Nicht alleine auf dieser Welt

In Deutschland leben etwa vier Millionen Menschen mit einer „Seltenen Erkrankung“

Nicht alleine auf dieser Welt

Kennen Sie das Angelman­-Syndrom? Diese seltene genetische Erkrankung äußert sich unter anderem durch geistige und körperliche Einschränkungen, Störungen vor allem der Lautsprachentwicklung und Hyperaktivität. Dabei handelt es sich um die Folgen einer Veränderung auf dem Chromosom 15. Betroffene haben meistens einen glücklichen Gesichtsausdruck, lachen viel und bewegen sich oft steif und ruckartig, wodurch auch das Laufen schwerfällt. Weitere Beschwerden wie epileptische Anfälle, Schielen oder eine Verbiegung der Wirbelsäule (Skoliose) können auftreten. Die Häufigkeit des Syndroms beträgt zirka 1:15.000. Auch in der DRK­-Kinderklinik in Siegen werden einige Kinder und Jugendliche mit dem Angelman-Syndrom behandelt.
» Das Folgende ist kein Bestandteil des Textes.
use crate::{config::GatewayConfig, error::ProvisioningError};
use anyhow::{Context, Result};
use log::{debug, info, warn};
#[cfg(any(test, feature = "mock"))]
use mockall::automock;
use reqwest::Client;
use serde::{Deserialize, Serialize};
use serde_json::Value;
use trait_variant::make;

const USER_AGENT: &str = concat!("Homebase/", env!("CARGO_PKG_VERSION"));
const INVALID_CREDENTIALS: &str = "Invalid credentials.";

/// Identity returned by the account service after a successful login
#[derive(Clone, Debug, PartialEq, Serialize, Deserialize)]
pub struct GatewayUser {
    pub id: Value,
    pub email: String,
    pub account_type: String,
}

#[derive(Serialize)]
struct LoginRequest<'a> {
    email: &'a str,
    password: &'a str,
}

#[make(Send)]
#[cfg_attr(any(test, feature = "mock"), automock)]
pub trait AuthGateway {
    async fn login(&self, email: &str, password: &str) -> Result<GatewayUser, ProvisioningError>;
}

#[derive(Clone)]
pub struct AuthGatewayClient {
    client: Client,
    login_url: String,
}

impl AuthGatewayClient {
    pub fn new(config: &GatewayConfig) -> Result<Self> {
        let client = Client::builder()
            .timeout(config.timeout)
            .user_agent(USER_AGENT)
            .build()
            .context("failed to create auth gateway HTTP client")?;

        Ok(Self {
            client,
            login_url: config.login_url.clone(),
        })
    }

    /// POST the credentials and return the raw response body
    async fn post_login(&self, email: &str, password: &str) -> Result<String> {
        info!("POST {}", self.login_url);

        let res = self
            .client
            .post(&self.login_url)
            .json(&LoginRequest { email, password })
            .send()
            .await
            .context(format!("failed to send POST request to {}", self.login_url))?;

        let status = res.status();
        let body = res.text().await.context("failed to read response body")?;
        debug!("login response status {status}");

        Ok(body)
    }
}

impl AuthGateway for AuthGatewayClient {
    async fn login(&self, email: &str, password: &str) -> Result<GatewayUser, ProvisioningError> {
        let body = self
            .post_login(email, password)
            .await
            .map_err(ProvisioningError::GatewayUnreachable)?;

        interpret_login_response(&body)
    }
}

/// Map a gateway response body onto the local success/error semantics
///
/// The success flag alone is not trusted: email and account type must be present.
pub fn interpret_login_response(body: &str) -> Result<GatewayUser, ProvisioningError> {
    let response: Value = serde_json::from_str(body)
        .context("failed to parse login response")
        .map_err(ProvisioningError::GatewayUnreachable)?;

    if response.get("success") != Some(&Value::Bool(true)) {
        let message = non_empty(response.get("error"))
            .unwrap_or_else(|| INVALID_CREDENTIALS.to_string());
        return Err(ProvisioningError::InvalidCredentials(message));
    }

    let Some(user) = response.get("user").filter(|u| u.is_object()) else {
        warn!("login succeeded without user");
        return Err(ProvisioningError::MalformedGatewayResponse);
    };

    match (
        non_empty(user.get("email")),
        non_empty(user.get("account_type")),
    ) {
        (Some(email), Some(account_type)) => Ok(GatewayUser {
            id: user.get("id").cloned().unwrap_or(Value::Null),
            email,
            account_type,
        }),
        _ => {
            warn!("login succeeded without email or account type");
            Err(ProvisioningError::MalformedGatewayResponse)
        }
    }
}

/// Non-empty string value; anything else counts as absent
fn non_empty(value: Option<&Value>) -> Option<String> {
    value
        .and_then(Value::as_str)
        .filter(|v| !v.trim().is_empty())
        .map(str::to_string)
}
Kinder in der Teilhabe am Leben unterstützen

Wie für viele seltene Erkrankungen gibt es für dieses Syndrom noch keine ursächliche Therapie, auch wenn dazu intensive Forschungsanstrengungen unternommen werden. Umso mehr bedarf es einer gezielten Behandlung und Förderung der betroffenen Kinder sowie einer umfassenden Beratung und Begleitung ihrer Familien. Im Sozialpädiatrischen Zentrum (SPZ) der DRK-­Kinderklinik stehen dafür spezialisierte Fachkräfte aus den Bereichen Heilpädagogische Frühförderung, Physiotherapie, Logopädie, Motopädie und/oder Ergotherapie, Psychologie, Kinderneurologie und Neuroorthopädie zur Verfügung. So können Kinder und Eltern wichtige Informationen und Hilfen zur Förderung der Motorik und der Mobilität, der Kommunikation und der Selbstständigkeit erhalten.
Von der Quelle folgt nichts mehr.